** Opening RECORDED INFORMATION block **

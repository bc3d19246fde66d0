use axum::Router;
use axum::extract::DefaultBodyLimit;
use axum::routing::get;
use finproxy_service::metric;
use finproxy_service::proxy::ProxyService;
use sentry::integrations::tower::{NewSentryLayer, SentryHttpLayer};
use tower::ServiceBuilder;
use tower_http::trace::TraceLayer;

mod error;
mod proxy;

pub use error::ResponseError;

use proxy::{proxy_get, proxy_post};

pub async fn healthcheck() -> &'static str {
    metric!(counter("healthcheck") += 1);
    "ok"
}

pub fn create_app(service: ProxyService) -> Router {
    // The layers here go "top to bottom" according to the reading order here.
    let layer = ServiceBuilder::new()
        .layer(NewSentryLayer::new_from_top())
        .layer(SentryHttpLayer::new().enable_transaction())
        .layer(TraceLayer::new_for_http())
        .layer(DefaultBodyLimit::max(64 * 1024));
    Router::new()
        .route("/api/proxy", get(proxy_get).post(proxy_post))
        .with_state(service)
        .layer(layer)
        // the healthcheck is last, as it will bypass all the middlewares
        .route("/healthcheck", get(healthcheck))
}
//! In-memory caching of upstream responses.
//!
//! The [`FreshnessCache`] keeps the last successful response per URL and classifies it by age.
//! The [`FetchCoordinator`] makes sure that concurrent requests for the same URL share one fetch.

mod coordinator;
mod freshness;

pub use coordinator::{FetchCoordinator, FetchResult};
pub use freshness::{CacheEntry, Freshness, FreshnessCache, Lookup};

** Closing RECORDED INFORMATION block **

EXERCISE PROMPT: Wherever the string "FetchCoordinator" occurs in the records above, copy that line.

ANSWER TO THE PROBLEM:
//! The [`FetchCoordinator`] makes sure that concurrent requests for the same URL share one fetch.
pub use coordinator::{FetchCoordinator, FetchResult};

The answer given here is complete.